**Records for this task**
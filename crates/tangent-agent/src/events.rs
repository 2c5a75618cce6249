//! Events emitted by a streaming agent run.

use serde::Serialize;

use tangent::Usage;
use tangent::chat::ChatMessage;

use crate::confirmation::ConfirmationRequest;
use crate::tools::ToolCallResult;

/// One event in the multiplexed stream of an agent run.
///
/// Ordering within a turn: all `Text`/`Reasoning` chunks precede any
/// `ToolCall`; each `ToolCall` precedes its `ToolCallResult` or
/// `ConfirmationRequest`; `Usage` closes the turn. `Conversation` is emitted
/// exactly once, as the final event of a successful run.
#[derive(Debug, Clone, Serialize, PartialEq)]
#[serde(tag = "type", rename_all = "snake_case")]
pub enum AgentEvent {
    /// Text delta from the model.
    Text { content: String },
    /// Reasoning trace fragment; only emitted when `log_reasoning` is on.
    Reasoning { content: String },
    /// The model requested a tool invocation.
    ToolCall { call: tangent::ToolCall },
    /// A tool finished, was denied, or recorded a pending confirmation.
    ToolCallResult { result: ToolCallResult },
    /// A gated tool is waiting for the caller's approval.
    ConfirmationRequest { request: ConfirmationRequest },
    /// Re-emission of a nested agent's event.
    Downstream {
        agent_id: String,
        event: Box<AgentEvent>,
    },
    /// Cumulative usage after a turn.
    Usage { usage: Usage },
    /// The final transcript.
    Conversation { messages: Vec<ChatMessage> },
}

impl AgentEvent {
    /// The text payload, for `Text` events.
    pub fn as_text(&self) -> Option<&str> {
        match self {
            AgentEvent::Text { content } => Some(content),
            _ => None,
        }
    }
}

**To do**
Copy each line exactly, from the line containing "chunks precede any" down to the last line of the material, and no other lines.

**Result**
/// Ordering within a turn: all `Text`/`Reasoning` chunks precede any
/// `ToolCall`; each `ToolCall` precedes its `ToolCallResult` or
/// `ConfirmationRequest`; `Usage` closes the turn. `Conversation` is emitted
/// exactly once, as the final event of a successful run.
#[derive(Debug, Clone, Serialize, PartialEq)]
#[serde(tag = "type", rename_all = "snake_case")]
pub enum AgentEvent {
    /// Text delta from the model.
    Text { content: String },
    /// Reasoning trace fragment; only emitted when `log_reasoning` is on.
    Reasoning { content: String },
    /// The model requested a tool invocation.
    ToolCall { call: tangent::ToolCall },
    /// A tool finished, was denied, or recorded a pending confirmation.
    ToolCallResult { result: ToolCallResult },
    /// A gated tool is waiting for the caller's approval.
    ConfirmationRequest { request: ConfirmationRequest },
    /// Re-emission of a nested agent's event.
    Downstream {
        agent_id: String,
        event: Box<AgentEvent>,
    },
    /// Cumulative usage after a turn.
    Usage { usage: Usage },
    /// The final transcript.
    Conversation { messages: Vec<ChatMessage> },
}

impl AgentEvent {
    /// The text payload, for `Text` events.
    pub fn as_text(&self) -> Option<&str> {
        match self {
            AgentEvent::Text { content } => Some(content),
            _ => None,
        }
    }
}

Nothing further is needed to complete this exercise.